* Problem *
Below is a listing. Gather each line of it that contains "label".
*** Opening Dataset entries ***
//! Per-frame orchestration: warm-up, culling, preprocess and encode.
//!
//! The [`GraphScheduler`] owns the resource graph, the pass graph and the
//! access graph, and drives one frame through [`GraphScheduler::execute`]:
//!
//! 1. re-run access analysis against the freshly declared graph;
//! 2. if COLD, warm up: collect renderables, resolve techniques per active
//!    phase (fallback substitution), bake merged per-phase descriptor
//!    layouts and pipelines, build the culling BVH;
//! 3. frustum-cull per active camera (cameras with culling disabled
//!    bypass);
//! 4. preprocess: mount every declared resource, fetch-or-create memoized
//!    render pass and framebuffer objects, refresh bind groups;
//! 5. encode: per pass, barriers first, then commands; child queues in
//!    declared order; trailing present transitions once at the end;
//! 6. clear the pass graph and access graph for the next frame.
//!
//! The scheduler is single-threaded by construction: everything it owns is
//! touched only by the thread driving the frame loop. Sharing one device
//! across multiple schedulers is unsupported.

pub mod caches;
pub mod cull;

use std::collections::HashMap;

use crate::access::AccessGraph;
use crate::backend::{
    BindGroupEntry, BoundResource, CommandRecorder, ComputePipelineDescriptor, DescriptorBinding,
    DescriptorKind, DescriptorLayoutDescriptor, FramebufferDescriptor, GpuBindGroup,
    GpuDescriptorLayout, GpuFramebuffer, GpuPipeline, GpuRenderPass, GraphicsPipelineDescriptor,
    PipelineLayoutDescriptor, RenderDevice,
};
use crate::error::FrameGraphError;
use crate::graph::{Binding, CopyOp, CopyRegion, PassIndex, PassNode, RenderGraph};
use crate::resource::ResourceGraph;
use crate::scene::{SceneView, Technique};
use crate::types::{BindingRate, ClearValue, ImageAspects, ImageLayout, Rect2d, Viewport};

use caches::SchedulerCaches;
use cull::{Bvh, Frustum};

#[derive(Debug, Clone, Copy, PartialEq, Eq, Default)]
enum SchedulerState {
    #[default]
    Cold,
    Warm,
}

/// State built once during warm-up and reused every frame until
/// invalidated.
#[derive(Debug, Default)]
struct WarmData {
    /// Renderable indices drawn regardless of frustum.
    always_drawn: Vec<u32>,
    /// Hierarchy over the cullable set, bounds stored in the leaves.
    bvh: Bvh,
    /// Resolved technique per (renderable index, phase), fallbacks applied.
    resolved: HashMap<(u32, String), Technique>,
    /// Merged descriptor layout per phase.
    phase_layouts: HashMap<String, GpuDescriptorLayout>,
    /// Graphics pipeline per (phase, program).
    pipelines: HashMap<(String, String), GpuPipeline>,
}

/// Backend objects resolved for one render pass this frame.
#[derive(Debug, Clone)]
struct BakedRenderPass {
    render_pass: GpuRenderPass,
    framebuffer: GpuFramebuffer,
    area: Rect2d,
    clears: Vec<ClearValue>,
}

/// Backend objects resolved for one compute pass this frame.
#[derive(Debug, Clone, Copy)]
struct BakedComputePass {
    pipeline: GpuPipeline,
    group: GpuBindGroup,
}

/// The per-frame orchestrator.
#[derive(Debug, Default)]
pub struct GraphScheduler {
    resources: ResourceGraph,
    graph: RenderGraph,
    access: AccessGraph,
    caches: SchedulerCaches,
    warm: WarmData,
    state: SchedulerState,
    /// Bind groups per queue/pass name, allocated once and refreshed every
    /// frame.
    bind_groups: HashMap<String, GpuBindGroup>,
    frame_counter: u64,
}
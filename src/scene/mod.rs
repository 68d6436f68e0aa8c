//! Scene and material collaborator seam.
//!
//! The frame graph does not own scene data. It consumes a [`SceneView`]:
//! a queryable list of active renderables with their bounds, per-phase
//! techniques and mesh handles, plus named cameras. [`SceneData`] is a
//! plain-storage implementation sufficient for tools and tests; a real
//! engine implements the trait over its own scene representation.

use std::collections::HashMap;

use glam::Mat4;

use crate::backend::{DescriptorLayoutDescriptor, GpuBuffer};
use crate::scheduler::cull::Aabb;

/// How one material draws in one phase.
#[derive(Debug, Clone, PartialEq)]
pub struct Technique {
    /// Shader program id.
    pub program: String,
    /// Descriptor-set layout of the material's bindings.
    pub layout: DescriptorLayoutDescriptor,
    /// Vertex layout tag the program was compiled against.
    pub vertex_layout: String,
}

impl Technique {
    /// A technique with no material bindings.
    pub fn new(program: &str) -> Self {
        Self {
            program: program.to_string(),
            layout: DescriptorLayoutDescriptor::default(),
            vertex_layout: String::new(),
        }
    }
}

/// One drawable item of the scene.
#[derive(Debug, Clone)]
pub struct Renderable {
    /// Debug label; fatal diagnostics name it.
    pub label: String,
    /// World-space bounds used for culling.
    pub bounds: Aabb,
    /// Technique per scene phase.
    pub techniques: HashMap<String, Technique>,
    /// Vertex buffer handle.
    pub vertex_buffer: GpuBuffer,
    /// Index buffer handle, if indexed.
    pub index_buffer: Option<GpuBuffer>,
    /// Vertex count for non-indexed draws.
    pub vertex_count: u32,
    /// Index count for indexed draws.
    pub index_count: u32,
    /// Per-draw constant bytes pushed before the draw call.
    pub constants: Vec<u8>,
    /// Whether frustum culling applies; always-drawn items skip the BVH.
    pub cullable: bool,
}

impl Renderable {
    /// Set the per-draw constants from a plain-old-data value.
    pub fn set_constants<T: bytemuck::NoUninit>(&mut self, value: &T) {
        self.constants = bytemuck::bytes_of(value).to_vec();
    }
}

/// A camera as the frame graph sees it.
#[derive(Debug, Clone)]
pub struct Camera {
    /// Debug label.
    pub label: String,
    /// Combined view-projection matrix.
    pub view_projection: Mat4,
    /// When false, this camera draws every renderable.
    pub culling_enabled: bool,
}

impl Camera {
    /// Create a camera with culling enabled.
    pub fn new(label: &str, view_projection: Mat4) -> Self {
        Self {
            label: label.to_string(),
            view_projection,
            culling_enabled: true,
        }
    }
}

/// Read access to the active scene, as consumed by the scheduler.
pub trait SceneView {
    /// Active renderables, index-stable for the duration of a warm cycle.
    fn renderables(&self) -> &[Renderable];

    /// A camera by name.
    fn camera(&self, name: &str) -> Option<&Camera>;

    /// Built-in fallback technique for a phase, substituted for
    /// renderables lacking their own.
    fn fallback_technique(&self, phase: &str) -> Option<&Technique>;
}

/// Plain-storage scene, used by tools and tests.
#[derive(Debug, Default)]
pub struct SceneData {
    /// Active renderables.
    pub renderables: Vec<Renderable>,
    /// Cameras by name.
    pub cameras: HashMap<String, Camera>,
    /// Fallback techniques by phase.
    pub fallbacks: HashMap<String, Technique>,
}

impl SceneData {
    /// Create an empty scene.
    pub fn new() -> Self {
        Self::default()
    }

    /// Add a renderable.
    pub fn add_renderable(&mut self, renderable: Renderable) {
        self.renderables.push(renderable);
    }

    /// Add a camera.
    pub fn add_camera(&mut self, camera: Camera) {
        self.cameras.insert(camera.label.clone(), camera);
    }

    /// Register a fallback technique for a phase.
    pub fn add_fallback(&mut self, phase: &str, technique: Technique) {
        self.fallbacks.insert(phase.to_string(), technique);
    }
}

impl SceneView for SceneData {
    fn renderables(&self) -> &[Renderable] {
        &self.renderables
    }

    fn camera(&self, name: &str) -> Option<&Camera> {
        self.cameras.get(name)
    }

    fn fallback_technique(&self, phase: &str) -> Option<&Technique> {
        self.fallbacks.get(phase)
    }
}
*** Closing Dataset entries ***
* Exercise output *
    /// Debug label; fatal diagnostics name it.
    pub label: String,
    /// Debug label.
    pub label: String,
    pub fn new(label: &str, view_projection: Mat4) -> Self {
            label: label.to_string(),
        self.cameras.insert(camera.label.clone(), camera);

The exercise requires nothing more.